For readers feeling overwhelmed by the influx of dystopian- and apocalyptic-themed entertainment, Jean Teulé's The Suicide Shop will hit the spot. Current literary trends make this a perfect time for this short, sweet satire, first published in France in 2006 and translated for British readers two years later, to hop over to our side of the pond.
Environmental and economic chaos have wrecked the Earth. In this sad new world, suicide rates soar, but many attempts fail. For proper equipment and professional advice, many of the would-be dead turn to the Suicide Shop. (Its motto: "Has your life been a failure? Let's make your death a success.") The Tuvache family has run the shop for generations, bemoaning the fact that their commitment to helping others choose and carry out their dream deaths dooms them to living long, depressed lives.

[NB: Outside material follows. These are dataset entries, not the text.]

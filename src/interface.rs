// Network interfaces the daemon runs RIP and router discovery on
//
// Interfaces come from the configuration file; the kernel watcher only flips
// their up/down state.

use serde::Serialize;
use std::net::Ipv4Addr;
use std::time::Duration;

use crate::routes::addr::{self, on_net, std_mask, HOST_MASK};
use crate::routes::{Prefix, RouteState, RouteStore, Spare};

/// Position of an interface in the interface table
#[derive(Debug, Clone, Copy, PartialEq, Eq, Hash, PartialOrd, Ord, Serialize)]
pub struct IfIndex(pub usize);

/// Which flavour of RIP an interface sends
#[derive(Debug, Clone, Copy, PartialEq, Eq, Serialize, serde::Deserialize)]
#[serde(rename_all = "lowercase")]
pub enum RipOut {
    /// Listen only
    Off,
    /// Broadcast RIPv1 with classful masks
    V1,
    /// Multicast RIPv2 to 224.0.0.9
    V2,
}

#[derive(Debug, Clone, Serialize)]
pub struct RdiscSettings {
    /// Send router advertisements on this interface
    pub advertise: bool,
    /// Solicit and listen for advertisements on this interface
    pub solicit: bool,
    /// Preference we advertise (signed, RFC 1256)
    pub preference: i32,
    /// Maximum advertisement interval
    pub max_interval: Duration,
}

impl Default for RdiscSettings {
    fn default() -> Self {
        RdiscSettings {
            advertise: false,
            solicit: false,
            preference: 0,
            max_interval: crate::rdisc::DEF_MAX_ADVERTISE_INTERVAL,
        }
    }
}

#[derive(Debug, Clone, Serialize)]
pub struct Interface {
    pub name: String,
    pub addr: Ipv4Addr,
    /// Netmask in host order
    pub mask: u32,
    /// Network number in host order
    pub net: u32,
    pub std_mask: u32,
    pub std_net: u32,
    /// Remote end of a point-to-point link
    pub dst: Option<Ipv4Addr>,
    pub broadcast: Ipv4Addr,
    /// Extra hops charged for routes through this interface
    pub metric: u8,
    /// Never send RIP here; the interface route is still installed
    pub passive: bool,
    pub accept_v1: bool,
    pub accept_v2: bool,
    pub rip_out: RipOut,
    #[serde(skip)]
    pub password: Option<String>,
    /// Advertise a default route with this metric
    pub default_metric: Option<u8>,
    pub rdisc: RdiscSettings,
    pub up: bool,
}

impl Interface {
    pub fn new(name: &str, addr: Ipv4Addr, prefix_len: u8) -> Self {
        let host = addr::host(addr);
        let mask = addr::prefix_to_mask(prefix_len);
        let std = std_mask(host);
        Interface {
            name: name.to_string(),
            addr,
            mask,
            net: host & mask,
            std_mask: std,
            std_net: host & std,
            dst: None,
            broadcast: addr::addr((host & mask) | !mask),
            metric: 0,
            passive: false,
            accept_v1: true,
            accept_v2: true,
            rip_out: RipOut::V2,
            password: None,
            default_metric: None,
            rdisc: RdiscSettings::default(),
            up: true,
        }
    }

    /// Cost added to routes received or sent through this interface
    pub fn cost(&self) -> u8 {
        self.metric.saturating_add(1).min(crate::routes::HOPCNT_INFINITY)
    }

    pub fn is_point_to_point(&self) -> bool {
        self.dst.is_some()
    }

    /// Whether RIP advertisements are sent on this interface
    pub fn sends_rip(&self) -> bool {
        self.up && !self.passive && self.rip_out != RipOut::Off
    }

    /// Whether RIP packets are accepted on this interface
    pub fn hears_rip(&self) -> bool {
        self.up && !self.passive && (self.accept_v1 || self.accept_v2)
    }

    /// Route the interface contributes to the table
    pub fn route_prefix(&self) -> Prefix {
        match self.dst {
            Some(dst) => Prefix::host(addr::host(dst)),
            None => Prefix::new(self.net, self.mask),
        }
    }

    /// Whether `addr` is reachable directly through this interface
    pub fn contains(&self, addr: u32) -> bool {
        match self.dst {
            Some(dst) => addr::host(dst) == addr,
            None => on_net(addr, self.net, self.mask),
        }
    }
}

#[derive(Debug, Clone, Default)]
pub struct Interfaces {
    list: Vec<Interface>,
}

impl Interfaces {
    pub fn new(list: Vec<Interface>) -> Self {
        Interfaces { list }
    }

    #[cfg(test)]
    pub fn len(&self) -> usize {
        self.list.len()
    }

    #[cfg(test)]
    pub fn is_empty(&self) -> bool {
        self.list.is_empty()
    }

    pub fn get(&self, idx: IfIndex) -> Option<&Interface> {
        self.list.get(idx.0)
    }

    pub fn get_mut(&mut self, idx: IfIndex) -> Option<&mut Interface> {
        self.list.get_mut(idx.0)
    }

    pub fn iter(&self) -> impl Iterator<Item = (IfIndex, &Interface)> {
        self.list.iter().enumerate().map(|(i, ifc)| (IfIndex(i), ifc))
    }

    pub fn by_name(&self, name: &str) -> Option<IfIndex> {
        self.list.iter().position(|ifc| ifc.name == name).map(IfIndex)
    }

    /// Interface that owns `addr` as its own address
    pub fn with_addr(&self, addr: Ipv4Addr) -> Option<IfIndex> {
        self.list
            .iter()
            .position(|ifc| ifc.addr == addr)
            .map(IfIndex)
    }

    /// Whether `addr` is one of our addresses
    pub fn is_local(&self, addr: Ipv4Addr) -> bool {
        self.with_addr(addr).is_some()
    }

    /// Up interface through which `addr` is directly reachable, preferring
    /// point-to-point links and then the longest mask
    pub fn lookup(&self, addr: Ipv4Addr) -> Option<IfIndex> {
        let host = addr::host(addr);
        let mut best: Option<(usize, u32)> = None;
        for (i, ifc) in self.list.iter().enumerate() {
            if !ifc.up || !ifc.contains(host) {
                continue;
            }
            let mask = if ifc.is_point_to_point() {
                HOST_MASK
            } else {
                ifc.mask
            };
            match best {
                Some((_, best_mask)) if best_mask >= mask => {}
                _ => best = Some((i, mask)),
            }
        }
        best.map(|(i, _)| IfIndex(i))
    }

    /// Number of interfaces that actually run RIP
    pub fn rip_count(&self) -> usize {
        self.list.iter().filter(|ifc| ifc.sends_rip()).count()
    }

    /// Whether any interface still speaks RIPv1
    pub fn any_ripv1(&self) -> bool {
        self.list
            .iter()
            .any(|ifc| ifc.up && ifc.rip_out == RipOut::V1)
    }

    /// Install the routes of every up interface
    pub fn install_routes(&self, store: &mut RouteStore, now: Duration) {
        for (idx, ifc) in self.iter() {
            if ifc.up {
                self.install_interface(idx, store, now);
            }
        }
    }

    /// Install (or reclaim) the routes contributed by one interface
    pub fn install_interface(&self, idx: IfIndex, store: &mut RouteStore, now: Duration) {
        let Some(ifc) = self.get(idx) else {
            return;
        };
        let new = Spare::new(ifc.addr, ifc.addr, ifc.metric as u32, 0, Some(idx), now);
        upsert(store, ifc.route_prefix(), RouteState::IF, new, now);

        if ifc.is_point_to_point() {
            let local = Spare::new(ifc.addr, ifc.addr, 0, 0, Some(idx), now);
            upsert(
                store,
                Prefix::host(addr::host(ifc.addr)),
                RouteState::IF | RouteState::LOCAL,
                local,
                now,
            );
        } else if ifc.mask > ifc.std_mask && self.any_ripv1() {
            // RIPv1 listeners elsewhere only understand the classful network
            upsert(
                store,
                Prefix::new(ifc.std_net, ifc.std_mask),
                RouteState::NET_SYN,
                new,
                now,
            );
        }
    }

    /// Mark an interface down and fail every path through it
    pub fn bring_down(&mut self, idx: IfIndex, store: &mut RouteStore, now: Duration) {
        let Some(ifc) = self.get_mut(idx) else {
            return;
        };
        if !ifc.up {
            return;
        }
        ifc.up = false;
        tracing::info!("Interface {} is down", ifc.name);
        store.bad_interface(idx, now);
    }

    /// Mark an interface up and restore its routes
    pub fn bring_up(&mut self, idx: IfIndex, store: &mut RouteStore, now: Duration) {
        let Some(ifc) = self.get_mut(idx) else {
            return;
        };
        if ifc.up {
            return;
        }
        ifc.up = true;
        tracing::info!("Interface {} is up", ifc.name);
        self.install_interface(idx, store, now);
    }
}

/// Add a permanent route, or take over an existing entry for it
fn upsert(store: &mut RouteStore, prefix: Prefix, state: RouteState, new: Spare, now: Duration) {
    match store.get(&prefix) {
        Some(rt) => {
            let active = rt.active();
            if rt.state.contains(state) && active.gate == new.gate && active.metric == new.metric
            {
                return;
            }
            let merged = (rt.state - RouteState::NET_SYN) | state;
            if let Err(e) = store.change(prefix, merged, new, "Ifc", now) {
                tracing::warn!("Failed to take over route {} for interface: {}", prefix, e);
            }
        }
        None => {
            if let Err(e) = store.add(prefix, state, new, now) {
                tracing::warn!("Failed to add interface route: {}", e);
            }
        }
    }
}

The current generation is no different. Monsieur and Madame Tuvache assist customers in selecting nooses, poisons and seppuku trappings by day and read their children bedtime stories about doomed lovers at night. Their daughter is convinced of her own ugliness and uselessness; their oldest son bandages his head against perpetual migraines while designing a suicide-themed amusement park. They're the ideal purveyors of death, at least until Alan is born.
Alan, the third Tuvache child, exhibits a disturbing tendency toward smiling during infancy. While his parents initially tell themselves it's just gas, as Alan grows up, he continues to show unmistakable signs of happiness and optimism: laughing, joking, singing silly songs and, worst of all, trying to convince customers that life is still worth living.
A little bit Roald Dahl and a little bit Addams Family, Teulé's story nevertheless sports its own irreverent brand of humor. While more sensitive readers may not find some of the jokes appealing, those who like their comedy on the dark and ludicrous side will find much to tickle their funny bones. At heart, Teulé's modern fable celebrates life and the joy that can come simply from living it. Fans of futuristic settings may lament the lack of detail put into the outside world, but the inner world of the Suicide Shop has a detailed structure and logic all its own. This snide, hilarious affirmation of life is to die for. --Jaclyn Fulwood
Shelf Talker: Quirky and hilarious, this dark fable about a future in which a suicide boutique flourishes until the proprietors give birth to an optimistic son affirms the joys of living.